BEGIN Given entries
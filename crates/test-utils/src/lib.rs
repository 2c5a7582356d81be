//! Shared test utilities for the wx-explore workspace.
//!
//! - Synthetic GRIB2 messages and `.idx` inventories
//! - Grid data generators
//! - Temporary file helpers
//!
//! Add to a crate's `Cargo.toml`:
//!
//! ```toml
//! [dev-dependencies]
//! test-utils = { path = "../test-utils" }
//! ```

pub mod generators;
pub mod grib2;
pub mod index;
pub mod paths;

pub use generators::*;
pub use grib2::{build_message, Grib2Builder, GridSpec};
pub use index::{GribFixture, IndexBuilder};
pub use paths::*;

/// Macro for approximate floating-point equality assertions.
///
/// ```ignore
/// use test_utils::assert_approx_eq;
///
/// assert_approx_eq!(1.0001_f64, 1.0_f64, 0.001_f64); // passes
/// assert_approx_eq!(1.1_f32, 1.0_f32, 0.001_f32);    // fails
/// ```
#[macro_export]
macro_rules! assert_approx_eq {
    ($left:expr, $right:expr, $epsilon:expr) => {{
        let left: f64 = $left as f64;
        let right: f64 = $right as f64;
        let epsilon: f64 = $epsilon as f64;
        let diff = (left - right).abs();
        if !(diff <= epsilon) {
            panic!(
                "assertion failed: `(left ≈ right)`\n  left: `{:?}`,\n right: `{:?}`,\n  diff: `{:?}` > epsilon `{:?}`",
                left, right, diff, epsilon
            );
        }
    }};
}

/// Approximate equality of two float slices, NaN matching NaN.
#[macro_export]
macro_rules! assert_values_approx_eq {
    ($left:expr, $right:expr, $epsilon:expr) => {{
        let left = &$left;
        let right = &$right;
        assert_eq!(left.len(), right.len(), "length mismatch");
        for (i, (l, r)) in left.iter().zip(right.iter()).enumerate() {
            let (l, r) = (*l as f64, *r as f64);
            if l.is_nan() || r.is_nan() {
                assert!(l.is_nan() && r.is_nan(), "NaN mismatch at {}: {} vs {}", i, l, r);
            } else {
                assert!((l - r).abs() <= $epsilon as f64, "value {} differs: {} vs {}", i, l, r);
            }
        }
    }};
}
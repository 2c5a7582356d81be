//! Storage abstractions for the ingestion pipeline.
//!
//! The ingestor and summarizer only see the traits defined here:
//! - [`FieldStore`]: decoded value arrays, keyed by field/valid/run time
//! - [`ProjectionRegistry`] and [`SourceCatalog`]: sources, fields, grids
//! - [`IngestQueue`]: delayed work items for the worker
//!
//! Production backends are object storage (S3/MinIO or local disk),
//! PostgreSQL and Redis; in-memory backends serve tests and local runs.

pub mod catalog;
pub mod fields;
pub mod memory;
pub mod object_store;
pub mod queue;
pub mod seed;

pub use self::object_store::{build_object_store, ObjectStorageConfig};
pub use catalog::{PgCatalog, ProjectionRegistry, SourceCatalog};
pub use fields::{FieldStore, ObjectFieldStore, PointQuery};
pub use memory::{MemoryCatalog, MemoryQueue};
pub use queue::{IngestQueue, RedisQueue, DEFAULT_QUEUE_KEY};
pub use seed::{CatalogSeed, FieldSeed, SourceSeed};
END Given entries
Problem -
Please give an exact copy of the entries above, from the line with "if l.is_nan() ||" down to the line with "pub mod object_store;", inclusive, and nothing else.

Task result -
            if l.is_nan() || r.is_nan() {
                assert!(l.is_nan() && r.is_nan(), "NaN mismatch at {}: {} vs {}", i, l, r);
            } else {
                assert!((l - r).abs() <= $epsilon as f64, "value {} differs: {} vs {}", i, l, r);
            }
        }
    }};
}
repository 2c5a7582356d81be
//! Storage abstractions for the ingestion pipeline.
//!
//! The ingestor and summarizer only see the traits defined here:
//! - [`FieldStore`]: decoded value arrays, keyed by field/valid/run time
//! - [`ProjectionRegistry`] and [`SourceCatalog`]: sources, fields, grids
//! - [`IngestQueue`]: delayed work items for the worker
//!
//! Production backends are object storage (S3/MinIO or local disk),
//! PostgreSQL and Redis; in-memory backends serve tests and local runs.

pub mod catalog;
pub mod fields;
pub mod memory;
pub mod object_store;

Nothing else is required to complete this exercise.